* **Required work**: Find the line with "pub fn new(directory: impl". Repeat it and each line after it, exactly, down to the end of the records below.

(Data items)
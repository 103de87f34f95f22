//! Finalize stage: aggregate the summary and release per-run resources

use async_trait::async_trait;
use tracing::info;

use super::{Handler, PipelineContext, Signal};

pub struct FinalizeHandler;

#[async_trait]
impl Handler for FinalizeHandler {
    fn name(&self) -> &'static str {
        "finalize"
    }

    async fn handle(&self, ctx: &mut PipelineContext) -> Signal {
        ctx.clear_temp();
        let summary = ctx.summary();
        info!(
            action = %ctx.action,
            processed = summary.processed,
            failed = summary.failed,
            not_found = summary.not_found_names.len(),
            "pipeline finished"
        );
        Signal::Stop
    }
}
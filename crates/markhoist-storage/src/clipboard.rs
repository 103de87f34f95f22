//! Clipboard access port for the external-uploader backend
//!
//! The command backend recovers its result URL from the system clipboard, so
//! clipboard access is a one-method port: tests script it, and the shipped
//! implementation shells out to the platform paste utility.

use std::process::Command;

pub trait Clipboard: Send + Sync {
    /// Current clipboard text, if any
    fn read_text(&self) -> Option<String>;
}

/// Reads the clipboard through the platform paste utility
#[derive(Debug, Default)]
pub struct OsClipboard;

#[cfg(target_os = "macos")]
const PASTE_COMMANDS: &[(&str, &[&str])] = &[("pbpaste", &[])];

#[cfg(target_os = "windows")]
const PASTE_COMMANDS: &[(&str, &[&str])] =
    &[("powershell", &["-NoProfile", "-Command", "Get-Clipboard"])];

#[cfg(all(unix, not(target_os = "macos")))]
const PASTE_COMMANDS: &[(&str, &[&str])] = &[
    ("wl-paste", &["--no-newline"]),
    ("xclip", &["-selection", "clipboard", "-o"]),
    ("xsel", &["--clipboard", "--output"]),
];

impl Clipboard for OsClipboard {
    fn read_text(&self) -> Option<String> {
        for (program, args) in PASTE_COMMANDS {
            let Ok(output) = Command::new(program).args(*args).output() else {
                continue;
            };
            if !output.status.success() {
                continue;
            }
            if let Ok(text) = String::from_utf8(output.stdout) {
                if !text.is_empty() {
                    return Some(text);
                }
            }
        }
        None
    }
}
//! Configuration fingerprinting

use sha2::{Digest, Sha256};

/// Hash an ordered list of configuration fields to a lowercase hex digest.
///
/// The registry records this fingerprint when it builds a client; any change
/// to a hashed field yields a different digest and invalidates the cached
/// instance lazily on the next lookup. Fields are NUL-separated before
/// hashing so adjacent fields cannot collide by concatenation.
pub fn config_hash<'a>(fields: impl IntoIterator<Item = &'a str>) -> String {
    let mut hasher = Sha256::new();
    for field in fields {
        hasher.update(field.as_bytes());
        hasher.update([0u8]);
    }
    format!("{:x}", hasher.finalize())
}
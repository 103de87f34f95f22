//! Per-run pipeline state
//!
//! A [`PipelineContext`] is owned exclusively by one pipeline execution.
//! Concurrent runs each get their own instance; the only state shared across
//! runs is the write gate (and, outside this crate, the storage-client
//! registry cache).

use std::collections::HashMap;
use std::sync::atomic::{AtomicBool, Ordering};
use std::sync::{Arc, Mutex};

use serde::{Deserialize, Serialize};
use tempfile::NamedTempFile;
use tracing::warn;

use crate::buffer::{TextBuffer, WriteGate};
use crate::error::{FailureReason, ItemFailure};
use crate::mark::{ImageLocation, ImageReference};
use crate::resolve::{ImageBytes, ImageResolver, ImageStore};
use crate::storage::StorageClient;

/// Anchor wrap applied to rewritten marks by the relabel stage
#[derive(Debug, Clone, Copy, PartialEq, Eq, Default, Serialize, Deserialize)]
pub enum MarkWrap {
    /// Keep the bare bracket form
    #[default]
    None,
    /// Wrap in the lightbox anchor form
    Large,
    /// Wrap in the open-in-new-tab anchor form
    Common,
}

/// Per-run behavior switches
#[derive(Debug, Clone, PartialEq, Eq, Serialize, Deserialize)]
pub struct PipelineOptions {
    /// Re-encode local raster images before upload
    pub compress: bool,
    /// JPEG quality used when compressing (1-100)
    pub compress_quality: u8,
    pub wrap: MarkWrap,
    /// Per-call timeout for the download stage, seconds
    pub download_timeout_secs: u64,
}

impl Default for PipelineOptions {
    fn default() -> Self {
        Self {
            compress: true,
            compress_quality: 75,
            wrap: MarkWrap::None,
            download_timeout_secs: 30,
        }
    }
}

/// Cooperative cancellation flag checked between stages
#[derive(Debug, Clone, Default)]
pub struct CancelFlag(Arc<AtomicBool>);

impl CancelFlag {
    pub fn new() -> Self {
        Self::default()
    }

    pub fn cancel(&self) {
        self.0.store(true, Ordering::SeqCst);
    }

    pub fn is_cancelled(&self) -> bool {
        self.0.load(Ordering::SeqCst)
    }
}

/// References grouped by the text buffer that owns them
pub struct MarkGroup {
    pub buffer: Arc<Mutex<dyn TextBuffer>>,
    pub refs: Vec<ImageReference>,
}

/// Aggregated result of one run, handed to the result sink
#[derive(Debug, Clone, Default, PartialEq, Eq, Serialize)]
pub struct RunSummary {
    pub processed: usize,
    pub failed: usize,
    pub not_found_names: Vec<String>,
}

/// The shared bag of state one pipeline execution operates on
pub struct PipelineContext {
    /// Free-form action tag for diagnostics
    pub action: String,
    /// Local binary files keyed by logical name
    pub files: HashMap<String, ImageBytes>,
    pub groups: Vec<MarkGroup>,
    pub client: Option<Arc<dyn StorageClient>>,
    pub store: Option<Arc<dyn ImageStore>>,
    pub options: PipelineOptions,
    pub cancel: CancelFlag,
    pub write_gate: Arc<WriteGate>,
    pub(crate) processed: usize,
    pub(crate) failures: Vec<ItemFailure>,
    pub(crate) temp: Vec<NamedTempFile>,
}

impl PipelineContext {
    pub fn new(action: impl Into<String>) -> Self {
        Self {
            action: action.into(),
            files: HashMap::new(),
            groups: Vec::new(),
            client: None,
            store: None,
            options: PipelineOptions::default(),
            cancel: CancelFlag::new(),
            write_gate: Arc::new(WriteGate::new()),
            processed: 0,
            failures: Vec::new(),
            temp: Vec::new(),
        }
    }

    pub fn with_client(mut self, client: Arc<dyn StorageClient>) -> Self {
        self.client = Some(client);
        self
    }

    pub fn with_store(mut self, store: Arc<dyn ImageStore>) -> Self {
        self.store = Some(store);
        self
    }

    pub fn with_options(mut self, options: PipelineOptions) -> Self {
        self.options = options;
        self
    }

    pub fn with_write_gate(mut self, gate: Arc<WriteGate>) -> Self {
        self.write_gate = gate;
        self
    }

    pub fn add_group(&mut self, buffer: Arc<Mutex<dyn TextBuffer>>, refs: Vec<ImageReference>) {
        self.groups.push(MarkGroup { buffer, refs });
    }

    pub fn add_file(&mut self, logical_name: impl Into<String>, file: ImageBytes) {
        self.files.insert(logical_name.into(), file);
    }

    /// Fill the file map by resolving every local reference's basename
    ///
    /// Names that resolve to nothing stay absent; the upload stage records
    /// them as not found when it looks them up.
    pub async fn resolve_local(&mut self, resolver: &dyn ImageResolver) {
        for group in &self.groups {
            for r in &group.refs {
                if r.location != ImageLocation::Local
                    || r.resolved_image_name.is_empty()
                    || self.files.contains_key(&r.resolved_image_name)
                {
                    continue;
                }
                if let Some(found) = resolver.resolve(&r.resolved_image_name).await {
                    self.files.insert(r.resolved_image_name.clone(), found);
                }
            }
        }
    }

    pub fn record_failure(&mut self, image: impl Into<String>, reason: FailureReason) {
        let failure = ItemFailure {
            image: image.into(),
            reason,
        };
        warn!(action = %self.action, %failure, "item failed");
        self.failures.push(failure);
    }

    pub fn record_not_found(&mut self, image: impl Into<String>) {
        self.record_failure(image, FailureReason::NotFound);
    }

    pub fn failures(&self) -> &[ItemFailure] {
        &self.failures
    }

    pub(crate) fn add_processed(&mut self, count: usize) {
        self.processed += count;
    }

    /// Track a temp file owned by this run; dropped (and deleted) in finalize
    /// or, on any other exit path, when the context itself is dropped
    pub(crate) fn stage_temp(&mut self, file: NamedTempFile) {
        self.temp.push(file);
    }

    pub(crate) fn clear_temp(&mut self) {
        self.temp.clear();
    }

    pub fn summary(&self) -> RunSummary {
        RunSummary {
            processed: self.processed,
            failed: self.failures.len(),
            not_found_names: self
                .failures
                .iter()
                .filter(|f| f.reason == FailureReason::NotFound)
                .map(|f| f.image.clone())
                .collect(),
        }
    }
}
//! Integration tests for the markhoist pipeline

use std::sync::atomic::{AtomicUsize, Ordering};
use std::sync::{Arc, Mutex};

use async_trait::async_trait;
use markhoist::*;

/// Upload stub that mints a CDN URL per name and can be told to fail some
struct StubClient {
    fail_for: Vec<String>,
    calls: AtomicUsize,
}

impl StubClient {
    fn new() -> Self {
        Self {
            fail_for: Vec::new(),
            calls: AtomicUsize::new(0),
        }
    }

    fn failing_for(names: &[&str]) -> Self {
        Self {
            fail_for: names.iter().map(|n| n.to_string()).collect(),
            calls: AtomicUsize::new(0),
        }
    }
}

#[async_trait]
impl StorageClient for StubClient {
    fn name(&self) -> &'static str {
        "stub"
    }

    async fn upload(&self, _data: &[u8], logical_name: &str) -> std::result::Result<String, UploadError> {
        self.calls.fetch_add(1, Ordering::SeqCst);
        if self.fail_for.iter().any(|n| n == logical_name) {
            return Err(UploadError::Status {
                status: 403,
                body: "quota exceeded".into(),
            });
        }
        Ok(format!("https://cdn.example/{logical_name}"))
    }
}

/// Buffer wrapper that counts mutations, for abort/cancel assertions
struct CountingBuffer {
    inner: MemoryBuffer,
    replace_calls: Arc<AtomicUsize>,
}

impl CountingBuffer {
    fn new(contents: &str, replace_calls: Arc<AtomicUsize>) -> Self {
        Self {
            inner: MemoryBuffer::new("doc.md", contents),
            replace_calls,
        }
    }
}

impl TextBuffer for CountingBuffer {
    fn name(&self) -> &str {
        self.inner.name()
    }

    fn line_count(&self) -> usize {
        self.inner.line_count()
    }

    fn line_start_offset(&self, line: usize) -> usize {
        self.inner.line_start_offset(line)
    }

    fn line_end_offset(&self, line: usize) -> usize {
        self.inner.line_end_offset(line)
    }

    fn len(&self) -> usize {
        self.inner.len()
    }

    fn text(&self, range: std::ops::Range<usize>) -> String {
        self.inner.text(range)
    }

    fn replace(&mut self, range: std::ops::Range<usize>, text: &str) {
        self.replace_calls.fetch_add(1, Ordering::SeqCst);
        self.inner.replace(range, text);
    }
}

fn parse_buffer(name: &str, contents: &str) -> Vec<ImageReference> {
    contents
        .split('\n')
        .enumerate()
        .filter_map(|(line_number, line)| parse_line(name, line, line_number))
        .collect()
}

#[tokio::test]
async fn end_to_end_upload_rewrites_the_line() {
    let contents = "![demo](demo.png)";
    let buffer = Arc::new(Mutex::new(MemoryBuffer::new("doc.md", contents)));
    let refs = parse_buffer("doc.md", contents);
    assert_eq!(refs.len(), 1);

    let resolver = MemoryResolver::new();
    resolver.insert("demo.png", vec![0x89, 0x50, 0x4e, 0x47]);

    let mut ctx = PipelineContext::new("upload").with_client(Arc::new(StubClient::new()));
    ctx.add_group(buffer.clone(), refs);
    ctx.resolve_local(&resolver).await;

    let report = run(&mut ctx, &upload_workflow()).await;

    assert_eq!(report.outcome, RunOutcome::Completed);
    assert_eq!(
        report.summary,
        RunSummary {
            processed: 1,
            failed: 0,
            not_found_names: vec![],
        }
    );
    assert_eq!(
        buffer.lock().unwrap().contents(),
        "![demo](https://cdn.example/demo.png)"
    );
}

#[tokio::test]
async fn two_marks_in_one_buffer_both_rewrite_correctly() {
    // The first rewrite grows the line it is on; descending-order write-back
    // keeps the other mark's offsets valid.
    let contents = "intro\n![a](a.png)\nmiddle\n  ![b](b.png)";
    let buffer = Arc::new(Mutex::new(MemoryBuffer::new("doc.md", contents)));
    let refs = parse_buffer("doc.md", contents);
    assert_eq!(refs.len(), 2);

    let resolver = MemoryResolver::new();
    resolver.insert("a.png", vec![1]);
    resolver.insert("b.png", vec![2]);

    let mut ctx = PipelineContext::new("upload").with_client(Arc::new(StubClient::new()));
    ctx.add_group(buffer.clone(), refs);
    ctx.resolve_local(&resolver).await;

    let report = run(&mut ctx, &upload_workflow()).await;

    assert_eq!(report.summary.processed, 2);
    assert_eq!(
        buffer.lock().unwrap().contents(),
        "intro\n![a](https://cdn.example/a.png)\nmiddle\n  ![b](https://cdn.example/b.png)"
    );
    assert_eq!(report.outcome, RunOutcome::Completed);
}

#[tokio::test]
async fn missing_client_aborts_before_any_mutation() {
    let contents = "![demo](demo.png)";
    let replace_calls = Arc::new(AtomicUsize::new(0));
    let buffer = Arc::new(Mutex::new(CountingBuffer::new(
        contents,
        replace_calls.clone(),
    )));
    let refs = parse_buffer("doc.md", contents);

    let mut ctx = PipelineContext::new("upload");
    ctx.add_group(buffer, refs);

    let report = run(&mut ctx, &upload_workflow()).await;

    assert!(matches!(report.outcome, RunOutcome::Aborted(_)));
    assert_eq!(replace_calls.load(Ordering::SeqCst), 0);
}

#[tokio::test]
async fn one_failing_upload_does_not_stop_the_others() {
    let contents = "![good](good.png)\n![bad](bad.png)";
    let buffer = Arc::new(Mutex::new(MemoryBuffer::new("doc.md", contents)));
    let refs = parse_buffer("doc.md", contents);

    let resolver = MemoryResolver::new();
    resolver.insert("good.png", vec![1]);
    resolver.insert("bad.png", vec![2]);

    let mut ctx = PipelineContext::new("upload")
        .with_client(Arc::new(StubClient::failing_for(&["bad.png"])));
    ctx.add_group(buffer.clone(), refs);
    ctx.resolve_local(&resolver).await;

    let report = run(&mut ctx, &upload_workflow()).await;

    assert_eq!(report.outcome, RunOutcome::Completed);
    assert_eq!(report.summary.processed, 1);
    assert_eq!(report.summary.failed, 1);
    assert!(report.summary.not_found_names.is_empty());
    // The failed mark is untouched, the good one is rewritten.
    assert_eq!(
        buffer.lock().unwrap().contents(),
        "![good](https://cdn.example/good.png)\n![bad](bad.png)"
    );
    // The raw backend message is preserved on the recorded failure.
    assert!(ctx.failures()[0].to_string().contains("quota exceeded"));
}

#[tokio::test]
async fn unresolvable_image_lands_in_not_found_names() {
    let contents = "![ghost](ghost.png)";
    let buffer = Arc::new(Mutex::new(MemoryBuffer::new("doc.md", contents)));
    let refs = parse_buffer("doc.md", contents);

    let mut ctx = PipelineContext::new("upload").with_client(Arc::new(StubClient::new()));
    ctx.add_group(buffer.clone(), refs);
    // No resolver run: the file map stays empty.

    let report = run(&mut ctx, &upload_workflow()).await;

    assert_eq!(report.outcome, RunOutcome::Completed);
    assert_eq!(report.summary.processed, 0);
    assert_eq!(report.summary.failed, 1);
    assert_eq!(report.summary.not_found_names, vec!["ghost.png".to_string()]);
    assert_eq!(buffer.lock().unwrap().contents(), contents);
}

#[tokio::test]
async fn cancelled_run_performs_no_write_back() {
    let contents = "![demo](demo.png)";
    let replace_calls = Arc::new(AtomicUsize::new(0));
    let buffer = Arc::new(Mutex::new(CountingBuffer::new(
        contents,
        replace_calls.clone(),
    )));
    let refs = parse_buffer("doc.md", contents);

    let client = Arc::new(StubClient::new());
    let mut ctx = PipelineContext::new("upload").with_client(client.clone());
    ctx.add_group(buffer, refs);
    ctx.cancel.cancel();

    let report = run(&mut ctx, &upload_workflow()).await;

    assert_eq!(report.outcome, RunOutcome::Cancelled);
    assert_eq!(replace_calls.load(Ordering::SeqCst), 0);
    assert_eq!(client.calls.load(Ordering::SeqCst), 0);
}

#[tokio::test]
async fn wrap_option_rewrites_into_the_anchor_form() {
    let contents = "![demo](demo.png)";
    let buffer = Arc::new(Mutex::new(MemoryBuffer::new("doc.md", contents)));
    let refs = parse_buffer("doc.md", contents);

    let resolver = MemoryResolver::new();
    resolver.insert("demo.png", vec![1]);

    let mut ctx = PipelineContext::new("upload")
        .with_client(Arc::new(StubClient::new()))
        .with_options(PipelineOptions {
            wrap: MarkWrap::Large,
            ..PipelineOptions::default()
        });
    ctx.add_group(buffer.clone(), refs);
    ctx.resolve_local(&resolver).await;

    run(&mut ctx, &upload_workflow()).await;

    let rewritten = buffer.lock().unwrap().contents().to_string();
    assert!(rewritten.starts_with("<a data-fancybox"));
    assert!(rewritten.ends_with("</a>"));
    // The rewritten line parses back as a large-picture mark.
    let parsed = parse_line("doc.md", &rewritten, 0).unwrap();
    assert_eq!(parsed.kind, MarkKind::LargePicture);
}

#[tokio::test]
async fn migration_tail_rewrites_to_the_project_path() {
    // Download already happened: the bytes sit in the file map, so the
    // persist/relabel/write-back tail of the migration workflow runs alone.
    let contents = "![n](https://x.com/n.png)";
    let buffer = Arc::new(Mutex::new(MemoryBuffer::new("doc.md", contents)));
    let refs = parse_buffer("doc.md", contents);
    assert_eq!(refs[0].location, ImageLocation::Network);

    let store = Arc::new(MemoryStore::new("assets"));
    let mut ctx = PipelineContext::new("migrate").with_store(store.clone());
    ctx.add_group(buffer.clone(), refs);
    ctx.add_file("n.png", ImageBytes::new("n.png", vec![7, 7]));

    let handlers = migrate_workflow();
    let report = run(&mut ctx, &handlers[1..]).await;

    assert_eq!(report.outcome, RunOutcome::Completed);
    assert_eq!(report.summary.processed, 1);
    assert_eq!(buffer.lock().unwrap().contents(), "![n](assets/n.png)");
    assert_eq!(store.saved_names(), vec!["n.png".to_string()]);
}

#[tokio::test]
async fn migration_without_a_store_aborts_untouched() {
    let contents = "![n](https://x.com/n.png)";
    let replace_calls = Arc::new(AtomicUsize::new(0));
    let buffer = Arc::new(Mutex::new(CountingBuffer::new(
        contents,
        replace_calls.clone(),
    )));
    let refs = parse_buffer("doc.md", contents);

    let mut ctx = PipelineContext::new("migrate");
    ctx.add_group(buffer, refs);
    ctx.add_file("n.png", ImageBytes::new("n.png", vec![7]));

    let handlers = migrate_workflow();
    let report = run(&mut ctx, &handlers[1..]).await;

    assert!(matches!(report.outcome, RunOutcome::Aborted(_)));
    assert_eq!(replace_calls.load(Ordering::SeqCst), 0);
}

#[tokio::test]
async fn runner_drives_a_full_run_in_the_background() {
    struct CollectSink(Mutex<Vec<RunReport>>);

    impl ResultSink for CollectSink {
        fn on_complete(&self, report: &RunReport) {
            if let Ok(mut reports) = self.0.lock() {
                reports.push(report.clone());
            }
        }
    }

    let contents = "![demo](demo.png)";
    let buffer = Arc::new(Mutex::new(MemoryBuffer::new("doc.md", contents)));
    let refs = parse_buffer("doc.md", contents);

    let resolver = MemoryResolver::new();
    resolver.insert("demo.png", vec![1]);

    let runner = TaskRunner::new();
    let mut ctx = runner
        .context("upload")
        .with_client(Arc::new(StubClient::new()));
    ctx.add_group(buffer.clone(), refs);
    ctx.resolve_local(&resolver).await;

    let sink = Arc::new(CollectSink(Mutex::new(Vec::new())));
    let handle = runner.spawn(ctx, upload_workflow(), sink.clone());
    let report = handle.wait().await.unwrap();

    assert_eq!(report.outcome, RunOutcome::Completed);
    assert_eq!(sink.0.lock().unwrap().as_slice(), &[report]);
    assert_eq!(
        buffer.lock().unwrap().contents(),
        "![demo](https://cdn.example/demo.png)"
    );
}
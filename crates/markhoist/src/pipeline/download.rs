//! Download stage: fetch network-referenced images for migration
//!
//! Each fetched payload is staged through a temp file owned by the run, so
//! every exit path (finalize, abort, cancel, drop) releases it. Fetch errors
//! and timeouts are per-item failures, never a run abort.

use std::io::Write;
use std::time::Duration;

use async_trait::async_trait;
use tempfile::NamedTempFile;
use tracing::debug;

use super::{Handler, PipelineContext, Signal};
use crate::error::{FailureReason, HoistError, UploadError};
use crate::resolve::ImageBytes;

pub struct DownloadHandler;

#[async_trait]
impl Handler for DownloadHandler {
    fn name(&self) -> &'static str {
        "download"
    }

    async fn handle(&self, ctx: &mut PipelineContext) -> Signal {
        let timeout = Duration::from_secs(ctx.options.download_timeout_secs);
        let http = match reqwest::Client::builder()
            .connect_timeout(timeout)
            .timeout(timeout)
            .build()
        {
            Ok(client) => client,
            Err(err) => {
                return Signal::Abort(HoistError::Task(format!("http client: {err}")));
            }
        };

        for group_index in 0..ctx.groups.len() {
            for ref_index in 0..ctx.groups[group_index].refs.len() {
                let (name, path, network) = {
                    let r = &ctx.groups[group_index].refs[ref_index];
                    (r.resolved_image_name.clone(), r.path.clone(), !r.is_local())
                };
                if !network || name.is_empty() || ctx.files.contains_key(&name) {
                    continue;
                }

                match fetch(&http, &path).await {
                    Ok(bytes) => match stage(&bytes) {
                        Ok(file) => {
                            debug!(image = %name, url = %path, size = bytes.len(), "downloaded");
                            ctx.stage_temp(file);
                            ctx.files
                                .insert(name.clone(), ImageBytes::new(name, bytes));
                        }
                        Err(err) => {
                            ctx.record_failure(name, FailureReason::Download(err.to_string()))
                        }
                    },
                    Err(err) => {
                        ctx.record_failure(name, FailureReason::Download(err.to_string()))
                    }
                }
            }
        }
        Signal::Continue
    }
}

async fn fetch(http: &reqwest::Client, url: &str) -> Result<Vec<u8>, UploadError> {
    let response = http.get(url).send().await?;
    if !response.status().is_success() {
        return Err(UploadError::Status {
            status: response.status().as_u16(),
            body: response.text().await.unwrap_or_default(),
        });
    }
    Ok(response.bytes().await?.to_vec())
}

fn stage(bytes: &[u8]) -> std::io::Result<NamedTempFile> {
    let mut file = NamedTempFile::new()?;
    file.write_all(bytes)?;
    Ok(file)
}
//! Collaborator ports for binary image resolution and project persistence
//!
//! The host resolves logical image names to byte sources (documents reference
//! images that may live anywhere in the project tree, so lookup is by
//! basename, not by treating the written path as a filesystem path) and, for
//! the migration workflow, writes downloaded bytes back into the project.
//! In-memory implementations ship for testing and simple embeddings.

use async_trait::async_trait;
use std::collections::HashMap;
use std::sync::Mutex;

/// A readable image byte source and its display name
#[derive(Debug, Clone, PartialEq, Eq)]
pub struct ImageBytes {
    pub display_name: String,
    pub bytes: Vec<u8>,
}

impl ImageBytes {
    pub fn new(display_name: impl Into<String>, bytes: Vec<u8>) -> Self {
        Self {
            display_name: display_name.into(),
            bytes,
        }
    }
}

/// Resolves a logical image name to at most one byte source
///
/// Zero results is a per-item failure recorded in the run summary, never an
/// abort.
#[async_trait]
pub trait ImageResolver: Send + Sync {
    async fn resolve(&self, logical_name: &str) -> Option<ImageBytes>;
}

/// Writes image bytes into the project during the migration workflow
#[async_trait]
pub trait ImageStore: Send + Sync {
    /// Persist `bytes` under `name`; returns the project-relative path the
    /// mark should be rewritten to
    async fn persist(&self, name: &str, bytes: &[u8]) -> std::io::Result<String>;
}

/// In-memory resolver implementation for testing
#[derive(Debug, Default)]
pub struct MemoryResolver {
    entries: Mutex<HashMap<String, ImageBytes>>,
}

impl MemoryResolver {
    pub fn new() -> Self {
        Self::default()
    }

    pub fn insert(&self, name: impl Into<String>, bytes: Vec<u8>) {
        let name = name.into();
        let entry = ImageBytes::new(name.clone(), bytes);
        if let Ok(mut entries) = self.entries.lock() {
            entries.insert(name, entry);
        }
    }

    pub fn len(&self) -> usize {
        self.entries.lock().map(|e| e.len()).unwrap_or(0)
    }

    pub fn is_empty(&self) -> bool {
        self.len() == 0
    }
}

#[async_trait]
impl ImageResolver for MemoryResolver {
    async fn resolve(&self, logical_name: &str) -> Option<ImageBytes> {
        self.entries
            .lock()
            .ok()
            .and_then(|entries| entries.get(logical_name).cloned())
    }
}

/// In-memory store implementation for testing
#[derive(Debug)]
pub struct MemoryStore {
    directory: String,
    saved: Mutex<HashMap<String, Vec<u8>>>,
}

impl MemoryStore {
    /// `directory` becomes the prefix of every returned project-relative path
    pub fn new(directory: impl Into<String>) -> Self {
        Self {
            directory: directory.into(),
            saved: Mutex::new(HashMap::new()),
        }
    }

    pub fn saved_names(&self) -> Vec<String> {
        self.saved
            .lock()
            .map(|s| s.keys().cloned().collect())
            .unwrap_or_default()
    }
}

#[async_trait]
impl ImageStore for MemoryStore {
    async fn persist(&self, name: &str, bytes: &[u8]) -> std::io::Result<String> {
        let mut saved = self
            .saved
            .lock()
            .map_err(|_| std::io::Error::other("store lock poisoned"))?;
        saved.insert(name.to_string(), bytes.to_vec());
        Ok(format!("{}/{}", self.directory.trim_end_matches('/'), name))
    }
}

* **Solution**:
    pub fn new(directory: impl Into<String>) -> Self {
        Self {
            directory: directory.into(),
            saved: Mutex::new(HashMap::new()),
        }
    }

    pub fn saved_names(&self) -> Vec<String> {
        self.saved
            .lock()
            .map(|s| s.keys().cloned().collect())
            .unwrap_or_default()
    }
}

#[async_trait]
impl ImageStore for MemoryStore {
    async fn persist(&self, name: &str, bytes: &[u8]) -> std::io::Result<String> {
        let mut saved = self
            .saved
            .lock()
            .map_err(|_| std::io::Error::other("store lock poisoned"))?;
        saved.insert(name.to_string(), bytes.to_vec());
        Ok(format!("{}/{}", self.directory.trim_end_matches('/'), name))
    }
}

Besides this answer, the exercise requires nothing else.